Tengo una fascinación casi patológica por los hospitales. Desde niña, cuando pasaba de noche frente a uno de aquellos enormes de Ciudad de México, me imaginaba lo que ocurría detrás de esas ventanas iluminadas. Padecimientos anotados en las bitácoras colgadas a los pies de cada cama. Familiares haciendo guardia y poniendo en riesgo la cuota de atención a otros miembros de la familia. Padres recibiendo a sus hijos. Y yo, deseaba entrar.
Mi atracción, sin embargo, se concentra en el entorno (con olor a desinfectantes y música de ascensor) y en los pacientes ocupando sus habitaciones; no en el correteo de camilleros trasladando a accidentados de una unidad a otra. Ni en los quirófanos con bisturís y batas coloreadas con rojo. Pues pese a que la sangre por sí sola no me impacta, la Medicina nunca apareció en mis tests de orientación vocacional y no me causa ningún agrado.
Pasa que en los hospitales se condensan las emociones más diversas.
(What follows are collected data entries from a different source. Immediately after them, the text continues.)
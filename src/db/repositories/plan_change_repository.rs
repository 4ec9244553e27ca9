use std::convert::TryFrom;
use std::sync::Mutex;

use chrono::{DateTime, Utc};
use rusqlite::{named_params, Row};

use crate::db::DbPool;
use crate::error::{AppError, AppResult};
use crate::models::plan_change::{PlanChange, PlanChangeKind};

/// Append-only audit log of plan mutations.
pub trait PlanChangeLog: Send + Sync {
    fn append(&self, change: &PlanChange) -> AppResult<()>;
    /// Most recent first.
    fn list_recent(&self, user_id: &str, limit: usize) -> AppResult<Vec<PlanChange>>;
}

#[derive(Debug, Clone)]
struct PlanChangeRow {
    id: String,
    user_id: String,
    plan_id: String,
    kind: String,
    session_ids: String,
    reason: Option<String>,
    recorded_at: String,
}

impl TryFrom<&Row<'_>> for PlanChangeRow {
    type Error = rusqlite::Error;

    fn try_from(row: &Row<'_>) -> Result<Self, Self::Error> {
        Ok(Self {
            id: row.get("id")?,
            user_id: row.get("user_id")?,
            plan_id: row.get("plan_id")?,
            kind: row.get("kind")?,
            session_ids: row.get("session_ids")?,
            reason: row.get("reason")?,
            recorded_at: row.get("recorded_at")?,
        })
    }
}

impl TryFrom<PlanChangeRow> for PlanChange {
    type Error = AppError;

    fn try_from(row: PlanChangeRow) -> Result<Self, Self::Error> {
        let kind = PlanChangeKind::try_from(row.kind.as_str()).map_err(AppError::database)?;
        let recorded_at = DateTime::parse_from_rfc3339(&row.recorded_at)
            .map_err(|err| AppError::database(format!("invalid recorded_at: {err}")))?
            .with_timezone(&Utc);
        Ok(PlanChange {
            id: row.id,
            user_id: row.user_id,
            plan_id: row.plan_id,
            kind,
            session_ids: serde_json::from_str(&row.session_ids)?,
            reason: row.reason.unwrap_or_default(),
            recorded_at,
        })
    }
}

#[derive(Debug, Clone)]
pub struct SqlitePlanChangeLog {
    db: DbPool,
}

impl SqlitePlanChangeLog {
    pub fn new(db: DbPool) -> Self {
        Self { db }
    }
}

impl PlanChangeLog for SqlitePlanChangeLog {
    fn append(&self, change: &PlanChange) -> AppResult<()> {
        let session_ids = serde_json::to_string(&change.session_ids)?;
        self.db.with_connection(|conn| {
            conn.execute(
                r#"
                    INSERT INTO plan_changes (
                        id, user_id, plan_id, kind, session_ids, reason, recorded_at
                    ) VALUES (
                        :id, :user_id, :plan_id, :kind, :session_ids, :reason, :recorded_at
                    )
                "#,
                named_params! {
                    ":id": change.id,
                    ":user_id": change.user_id,
                    ":plan_id": change.plan_id,
                    ":kind": change.kind.as_str(),
                    ":session_ids": session_ids,
                    ":reason": change.reason,
                    ":recorded_at": change.recorded_at.to_rfc3339(),
                },
            )?;
            Ok(())
        })
    }

    fn list_recent(&self, user_id: &str, limit: usize) -> AppResult<Vec<PlanChange>> {
        self.db.with_connection(|conn| {
            let mut stmt = conn.prepare(
                r#"
                    SELECT id, user_id, plan_id, kind, session_ids, reason, recorded_at
                    FROM plan_changes
                    WHERE user_id = :user_id
                    ORDER BY recorded_at DESC, rowid DESC
                    LIMIT :limit
                "#,
            )?;
            let rows = stmt
                .query_map(
                    named_params! {":user_id": user_id, ":limit": limit as i64},
                    |row| PlanChangeRow::try_from(row),
                )?
                .collect::<Result<Vec<_>, _>>()?;

            rows.into_iter().map(PlanChange::try_from).collect()
        })
    }
}

#[derive(Debug, Default)]
pub struct InMemoryPlanChangeLog {
    entries: Mutex<Vec<PlanChange>>,
}

impl InMemoryPlanChangeLog {
    pub fn new() -> Self {
        Self::default()
    }
}

impl PlanChangeLog for InMemoryPlanChangeLog {
    fn append(&self, change: &PlanChange) -> AppResult<()> {
        self.entries
            .lock()
            .map_err(|_| AppError::other("change log lock poisoned"))?
            .push(change.clone());
        Ok(())
    }

    fn list_recent(&self, user_id: &str, limit: usize) -> AppResult<Vec<PlanChange>> {
        let entries = self
            .entries
            .lock()
            .map_err(|_| AppError::other("change log lock poisoned"))?;
        Ok(entries
            .iter()
            .rev()
            .filter(|change| change.user_id == user_id)
            .take(limit)
            .cloned()
            .collect())
    }
}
Mientras algunos soportan el drama de una enfermedad grave o la misma muerte (lo único parecido a lo drástico de estas situaciones es la guerra), otros bailan un “Cha cha cha, qué rico vacilón” con sus recién nacidos.
Muchos me acompañan en esta extraña inclinación. De ahí esos públicos multitudinarios de los programas de hospitales. El morbo que suscitan las enfermedades, sumado a la tensión generada por la narrativa sobre casos extremos y cirugías, lograron que los productores de televisión hincaran el diente en ese nicho hace varios años. Y que consiguieran sentarnos con la expectación y el vértigo en el pecho, frente a series clásicas como Hospital General y ER, Emergencias –ambas filmadas casi en su totalidad en instalaciones hospitalarias, como quirófanos y salas de espera-, Anatomía según Grey o New Amsterdam, más recientemente.
Obedeciendo a esta mi tendencia, comencé a mirar la serie Dr. House al poco tiempo de la emisión de la primera de ocho temporadas. Inicialmente la veía con el ánimo de aprender sobre afecciones raras con diagnósticos aparentemente imposibles. Las escenas no eran repulsivas y los diálogos dentro del equipo médico eran ágiles y agudos. Al cuarto capítulo mis motivos se hicieron más instintivos: me había enamorado del doctor protagonista, como lo haría una enferma “terminal” del médico que finalmente la cura. Sarcástico y aún más guapo que el George Clooney de ER, Emergencias, al antihéroe Dr. Gregory House -que resolvía lo irresoluble-, se le perdonaban sus malos humores y cualquier otra cosa. Incluso que abandonara la Medicina para dedicarse al jazz bajo el nombre de Hugh Laurie. Aunque su pasado como infectólogo y nefrólogo delante de cámaras lo persiguió por un tiempo. En un concierto en Buenos Aires, con el piano y el saxo esperando en el escenario, la voz en off lo presentó como el doctor que había sido y no como el músico que allí era.
He pasado por el quirófano un tanto de veces. Todas, por distintas dolencias o inusuales defectos de fábrica. La mayoría, con estadías cortas en la clínica. Pero suficientes para experimentar –una y otra vez- las mismas sensaciones. El esfuerzo por la recuperación; el reposo adolorido; la emoción por las visitas (que, como decía una tía, son como los mariachis: producen la misma alegría cuando llegan que cuando se van); las dudas recurrentes sobre lo que pasa en las demás habitaciones; la voracidad de la primera comida sólida varias horas después de la anestesia; el silencio de la noche que nunca es silencio, pues las enfermeras -con ese espíritu marcial tan propio como necesario-, cierran las puertas con la misma rudeza con la que John Wayne lo hacía, solo que él en las cantinas del oeste.
Siempre me he quedado en los hospitales más de lo prescrito. El ambiente hospitalario (término que significa “que alberga”) -en vivo o en televisión- me provoca una fruición inefable, con la que me siento cómoda y hasta segura. Quizás porque no he sufrido nada suficientemente trágico, y ni siquiera maltrato del personal. Eso sí, después de una operación, preferiría dormir sin que la enfermera de turno me encendiera la luz a las cinco de la mañana, para cambiar las sábanas y preguntar si estoy descansando. A menos, claro, que quien me despierte sea el médico de guardia, y ese médico fuera el doctor House.